Berita MikroKabar terbaru Indonesia, tiap hari.
Pendidikan

Jember Dukung Peralihan Status PPPK, Pemerintah Siapkan Dana Rp31 Triliun

2026-08-20 17:04 WIB · aindari · 👁 830 dibaca

Bupati Jember Gus Fawait menyatakan dukungan terhadap rencana peralihan status pegawai PPPK paruh waktu menjadi penuh waktu, hingga kemungkinan pengangkatan PPPK penuh waktu menjadi PNS.

Pemerintah Kabupaten Jember menyambut positif wacana penataan status kepegawaian bagi tenaga PPPK (Pegawai Pemerintah dengan Perjanjian Kerja). Bupati Jember Gus Fawait menegaskan dukungannya terhadap upaya peralihan PPPK paruh waktu menjadi PPPK penuh waktu, sekaligus membuka peluang bagi PPPK penuh waktu untuk beralih status menjadi PNS.

Salah satu poin yang ditonjolkan adalah rekam jejak Kabupaten Jember yang diklaim tidak pernah memutus kontrak PPPK. Hal ini menjadi dasar komitmen daerah dalam mendukung keberlanjutan dan kepastian status bagi para pegawai tersebut, khususnya di sektor pendidikan yang banyak menyerap tenaga PPPK guru.

Di tingkat nasional, pemerintah pusat melalui Badan Pengelola Keuangan — yang dalam laporan disebut sebagai Purbaya — menyiapkan anggaran sebesar Rp31 triliun untuk membiayai proses peralihan PPPK paruh waktu menjadi PPPK penuh waktu. Besarnya alokasi ini mencerminkan skala kebijakan yang menyentuh ratusan ribu tenaga honorer yang telah diangkat menjadi PPPK paruh waktu dalam beberapa tahun terakhir.

Di parlemen, Wakil Ketua Komisi II DPR memberikan apresiasi terhadap arah kebijakan pemerintah dalam menata status guru PPPK. Langkah ini dinilai sebagai bentuk perhatian negara terhadap nasib tenaga pendidik yang selama bertahun-tahun bekerja tanpa kepastian status kepegawaian yang memadai.

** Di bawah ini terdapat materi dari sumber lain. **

use reqwest::{Client, Method, Url};
use serde::{de::DeserializeOwned, Serialize};
use workout_core::{MixPreview, MixSelection, VersionToken, VersionedWorkout, WorkoutId, WorkoutSummary};
use workout_ops::{Operation, StoreError, WorkoutStore};

use crate::api::{
    decode_error, ApplyOperationsRequest, Call, MixRequest, MixResponse, WorkoutListResponse,
};
use crate::config::ClientConfig;

/// HTTP client for a remote workout store.
///
/// Stateless: every call is one request, the store decides conflicts and
/// nothing is retried here.
#[derive(Debug, Clone)]
pub struct StoreClient {
    client: Client,
    config: ClientConfig,
}

impl StoreClient {
    pub fn new(config: ClientConfig) -> anyhow::Result<Self> {
        let mut builder = Client::builder();
        if let Some(timeout) = config.timeout {
            builder = builder.timeout(timeout);
        }
        let client = builder.build()?;

        Ok(Self { client, config })
    }

    pub fn config(&self) -> &ClientConfig {
        &self.config
    }

    fn url(&self, segments: &[&str]) -> Url {
        let mut url = self.config.base_url.clone();
        // base URLs are checked by ClientConfig::new
        if let Ok(mut path) = url.path_segments_mut() {
            path.pop_if_empty().extend(segments);
        }
        url
    }

    async fn request<B, R>(
        &self,
        method: Method,
        segments: &[&str],
        body: Option<&B>,
        call: Call<'_>,
    ) -> Result<R, StoreError>
    where
        B: Serialize + ?Sized,
        R: DeserializeOwned,
    {
        let url = self.url(segments);
        tracing::debug!("{} {}", method, url);

        let mut request = self.client.request(method, url);
        if let Some(token) = &self.config.token {
            request = request.bearer_auth(token);
        }
        if let Some(body) = body {
            request = request.json(body);
        }

        let response = request.send().await.map_err(network)?;
        let status = response.status();
        let text = response.text().await.map_err(network)?;

        if !status.is_success() {
            let err = decode_error(status.as_u16(), text, call);
            tracing::debug!("Store answered {}: {}", status, err);
            return Err(err);
        }

        serde_json::from_str(&text).map_err(|e| {
            tracing::error!("Undecodable store response: {}", e);
            StoreError::UnexpectedResponse {
                status: status.as_u16(),
                body: text,
            }
        })
    }
}

fn network(err: reqwest::Error) -> StoreError {
    StoreError::Network(Box::new(err))
}

impl WorkoutStore for StoreClient {
    async fn get_workout(&self, id: &WorkoutId) -> Result<VersionedWorkout, StoreError> {
        self.request::<(), _>(
            Method::GET,
            &["workouts", id.as_str()],
            None,
            Call::Read(id),
        )
        .await
    }

    async fn list_workouts(&self) -> Result<Vec<WorkoutSummary>, StoreError> {
        let response: WorkoutListResponse = self
            .request::<(), _>(Method::GET, &["workouts"], None, Call::List)
            .await?;
        Ok(response.workouts)
    }

    async fn apply_operations(
        &self,
        id: &WorkoutId,
        operations: &[Operation],
        expected_version: &VersionToken,
    ) -> Result<VersionedWorkout, StoreError> {
        let body = ApplyOperationsRequest {
            operations: operations.to_vec(),
            updated_at: expected_version.clone(),
        };

        let result: Result<VersionedWorkout, StoreError> = self
            .request(
                Method::POST,
                &["workouts", id.as_str(), "operations"],
                Some(&body),
                Call::Apply(id),
            )
            .await;

        match &result {
            Ok(updated) => tracing::info!(
                "Workout {} moved from {} to {}",
                id,
                expected_version,
                updated.updated_at
            ),
            Err(StoreError::Conflict { current }) => tracing::warn!(
                "Workout {} changed remotely: expected {}, store has {}",
                id,
                expected_version,
                current.updated_at
            ),
            Err(_) => {}
        }

        result
    }

    async fn mix(&self, selections: &[MixSelection], title: &str) -> Result<MixPreview, StoreError> {
        let body = MixRequest {
            sources: selections.to_vec(),
            title: title.to_string(),
        };

        let response: MixResponse = self
            .request(Method::POST, &["workouts", "mix"], Some(&body), Call::Mix)
            .await?;
        Ok(response.preview)
    }
}
pub mod api;
pub mod client;
pub mod config;

pub use client::StoreClient;
pub use config::ClientConfig;
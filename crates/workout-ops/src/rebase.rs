use workout_core::{VersionedWorkout, WorkoutStructure};

use crate::error::StoreError;
use crate::operation::Operation;
use crate::store::WorkoutStore;

/// Derive operations from `snapshot` and submit them, rebasing on conflict.
///
/// On a version conflict the operations are derived again from the fresh
/// snapshot carried by the conflict and resubmitted. At least one attempt is
/// made and at most `max_attempts`; the last conflict is returned as is.
/// Any other failure is returned immediately.
pub async fn apply_with_rebase<S, F>(
    store: &S,
    snapshot: VersionedWorkout,
    max_attempts: usize,
    mut derive: F,
) -> Result<VersionedWorkout, StoreError>
where
    S: WorkoutStore,
    F: FnMut(&WorkoutStructure) -> Vec<Operation>,
{
    let mut snapshot = snapshot;
    let mut attempt = 1;

    loop {
        let operations = derive(&snapshot.workout.structure);
        let result = store
            .apply_operations(snapshot.id(), &operations, &snapshot.updated_at)
            .await;

        match result {
            Err(StoreError::Conflict { current }) if attempt < max_attempts => {
                tracing::debug!(
                    "Rebasing edit of workout {} onto {} (attempt {})",
                    current.id(),
                    current.updated_at,
                    attempt
                );
                snapshot = *current;
                attempt += 1;
            }
            other => return other,
        }
    }
}

#[cfg(test)]
mod tests {
    use super::*;
    use crate::store::MemoryStore;
    use workout_core::{Block, BlockStructure, Exercise, Workout};

    fn workout() -> Workout {
        Workout::new(
            "wk-1",
            WorkoutStructure::new("Base", "manual").with_block(
                Block::new("Main", BlockStructure::Sets)
                    .with_exercise(Exercise::reps("Squat", 5, 5)),
            ),
        )
    }

    fn append_to_last_block(w: &WorkoutStructure) -> Vec<Operation> {
        vec![Operation::AddExercise {
            block_index: w.blocks.len() - 1,
            exercise: Exercise::reps("Calf raise", 3, 15),
            position: None,
        }]
    }

    #[tokio::test]
    async fn test_rebases_after_conflict() {
        let store = MemoryStore::new();
        let stale = store.insert(workout()).await;

        // someone else adds a block in the meantime
        store
            .apply_operations(
                stale.id(),
                &[Operation::AddBlock {
                    block: Block::new("Accessories", BlockStructure::Circuit),
                    position: None,
                }],
                &stale.updated_at,
            )
            .await
            .unwrap();

        let mut derived = 0;
        let result = apply_with_rebase(&store, stale, 3, |w| {
            derived += 1;
            append_to_last_block(w)
        })
        .await
        .unwrap();

        assert_eq!(derived, 2);
        let blocks = &result.workout.structure.blocks;
        assert_eq!(blocks[1].label, "Accessories");
        assert_eq!(blocks[1].exercises[0].name, "Calf raise");
        assert_eq!(blocks[0].exercises.len(), 1);
    }

    #[tokio::test]
    async fn test_gives_up_after_max_attempts() {
        let store = MemoryStore::new();
        let stale = store.insert(workout()).await;
        store
            .apply_operations(stale.id(), &[], &stale.updated_at)
            .await
            .unwrap();

        let result = apply_with_rebase(&store, stale, 1, append_to_last_block).await;
        assert!(matches!(result, Err(StoreError::Conflict { .. })));
    }
}
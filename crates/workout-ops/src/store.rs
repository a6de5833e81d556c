use chrono::{DateTime, SecondsFormat, Utc};
use std::collections::HashMap;
use std::future::Future;
use tokio::sync::RwLock;
use uuid::Uuid;
use workout_core::{
    MixPreview, MixSelection, VersionToken, VersionedWorkout, Workout, WorkoutId, WorkoutStructure,
    WorkoutSummary,
};

use crate::batch::apply_batch;
use crate::error::StoreError;
use crate::mixer::mix_workouts;
use crate::operation::Operation;

/// A document store for workouts with optimistic concurrency.
///
/// Every read returns the document together with its version, and every
/// write is checked against the version the caller last saw.
pub trait WorkoutStore: Send + Sync {
    /// Read a workout and the version it is at
    fn get_workout(
        &self,
        id: &WorkoutId,
    ) -> impl Future<Output = Result<VersionedWorkout, StoreError>> + Send;

    /// Workout history, most recently updated first
    fn list_workouts(&self) -> impl Future<Output = Result<Vec<WorkoutSummary>, StoreError>> + Send;

    /// Apply a batch of operations as one unit against `expected_version`
    fn apply_operations(
        &self,
        id: &WorkoutId,
        operations: &[Operation],
        expected_version: &VersionToken,
    ) -> impl Future<Output = Result<VersionedWorkout, StoreError>> + Send;

    /// Compose a new, unsaved workout from blocks of existing ones
    fn mix(
        &self,
        selections: &[MixSelection],
        title: &str,
    ) -> impl Future<Output = Result<MixPreview, StoreError>> + Send;
}

struct Record {
    workout: Workout,
    updated_at: DateTime<Utc>,
}

impl Record {
    fn token(&self) -> VersionToken {
        version_token(self.updated_at)
    }

    fn snapshot(&self) -> VersionedWorkout {
        VersionedWorkout::new(self.workout.clone(), self.token())
    }
}

/// Render a timestamp as a version token ("2026-01-01T00:00:00Z")
pub fn version_token(at: DateTime<Utc>) -> VersionToken {
    VersionToken::new(at.to_rfc3339_opts(SecondsFormat::AutoSi, true))
}

/// In-process workout store.
///
/// A single lock guards all records; a batch holds the write guard from the
/// version check until the new document is stored.
pub struct MemoryStore {
    records: RwLock<HashMap<WorkoutId, Record>>,
}

impl MemoryStore {
    pub fn new() -> Self {
        Self {
            records: RwLock::new(HashMap::new()),
        }
    }

    /// Store a workout stamped with the current time
    pub async fn insert(&self, workout: Workout) -> VersionedWorkout {
        self.insert_at(workout, Utc::now()).await
    }

    /// Store a workout stamped with `updated_at`, replacing any previous one
    pub async fn insert_at(&self, workout: Workout, updated_at: DateTime<Utc>) -> VersionedWorkout {
        let record = Record {
            workout,
            updated_at,
        };
        let snapshot = record.snapshot();

        let mut records = self.records.write().await;
        records.insert(record.workout.id.clone(), record);
        snapshot
    }

    /// Remove a workout from the store
    pub async fn remove(&self, id: &WorkoutId) -> Option<Workout> {
        let mut records = self.records.write().await;
        records.remove(id).map(|r| r.workout)
    }

    /// Get workout count
    pub async fn count(&self) -> usize {
        self.records.read().await.len()
    }
}

impl Default for MemoryStore {
    fn default() -> Self {
        Self::new()
    }
}

/// Next version after `previous`, strictly later even within one clock tick
fn next_version(previous: DateTime<Utc>) -> DateTime<Utc> {
    let now = Utc::now();
    if now > previous {
        now
    } else {
        previous + chrono::Duration::microseconds(1)
    }
}

impl WorkoutStore for MemoryStore {
    async fn get_workout(&self, id: &WorkoutId) -> Result<VersionedWorkout, StoreError> {
        let records = self.records.read().await;
        records
            .get(id)
            .map(Record::snapshot)
            .ok_or_else(|| StoreError::WorkoutNotFound {
                workout_id: id.clone(),
            })
    }

    async fn list_workouts(&self) -> Result<Vec<WorkoutSummary>, StoreError> {
        let records = self.records.read().await;
        let mut rows: Vec<(&DateTime<Utc>, WorkoutSummary)> = records
            .values()
            .map(|r| (&r.updated_at, WorkoutSummary::of(&r.workout, r.token())))
            .collect();
        rows.sort_by(|a, b| b.0.cmp(a.0).then_with(|| a.1.id.cmp(&b.1.id)));
        Ok(rows.into_iter().map(|(_, summary)| summary).collect())
    }

    async fn apply_operations(
        &self,
        id: &WorkoutId,
        operations: &[Operation],
        expected_version: &VersionToken,
    ) -> Result<VersionedWorkout, StoreError> {
        let mut records = self.records.write().await;
        let record = records
            .get_mut(id)
            .ok_or_else(|| StoreError::WorkoutNotFound {
                workout_id: id.clone(),
            })?;

        if &record.token() != expected_version {
            tracing::warn!(
                "Version conflict on workout {}: expected {}, store is at {}",
                id,
                expected_version,
                record.token()
            );
            return Err(StoreError::Conflict {
                current: Box::new(record.snapshot()),
            });
        }

        let structure: WorkoutStructure = apply_batch(&record.workout.structure, operations)?;

        record.workout.structure = structure;
        record.updated_at = next_version(record.updated_at);

        tracing::info!(
            "Applied {} operations to workout {} (now at {})",
            operations.len(),
            id,
            record.token()
        );

        Ok(record.snapshot())
    }

    async fn mix(
        &self,
        selections: &[MixSelection],
        title: &str,
    ) -> Result<MixPreview, StoreError> {
        let guard = self.records.read().await;
        let records: &HashMap<WorkoutId, Record> = &guard;

        let mixed = mix_workouts(selections, title, |id| {
            records.get(id).map(|r| &r.workout.structure)
        })?;

        Ok(MixPreview::new(format!("mix-{}", Uuid::new_v4()), mixed))
    }
}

Namun, sejumlah pihak mengingatkan bahwa perubahan status semata tidak cukup. Kompas.com melaporkan adanya desakan agar peralihan status guru PPPK juga dibarengi dengan peningkatan kesejahteraan secara nyata, bukan hanya perubahan label administratif. Kesejahteraan yang dimaksud mencakup gaji, tunjangan, dan jaminan sosial yang setara dengan standar PNS.

Badan Kepegawaian Negara (BKN) turut memberikan informasi penting terkait mekanisme alih status dari PPPK menjadi PNS. BKN menyinggung bahwa proses tersebut memiliki mekanisme tersendiri yang perlu dipahami oleh para pegawai maupun pemerintah daerah, meski detail teknis regulasinya masih dalam proses pembahasan lebih lanjut.

Kebijakan penataan PPPK ini menjadi salah satu isu kepegawaian terbesar dalam beberapa tahun terakhir, mengingat jumlah tenaga honorer yang terserap ke skema PPPK sangat besar. Kepastian jalur karier — dari paruh waktu, penuh waktu, hingga potensi pengangkatan PNS — akan menjadi penentu apakah kebijakan ini benar-benar memberi dampak jangka panjang bagi para tenaga pendidik di seluruh Indonesia.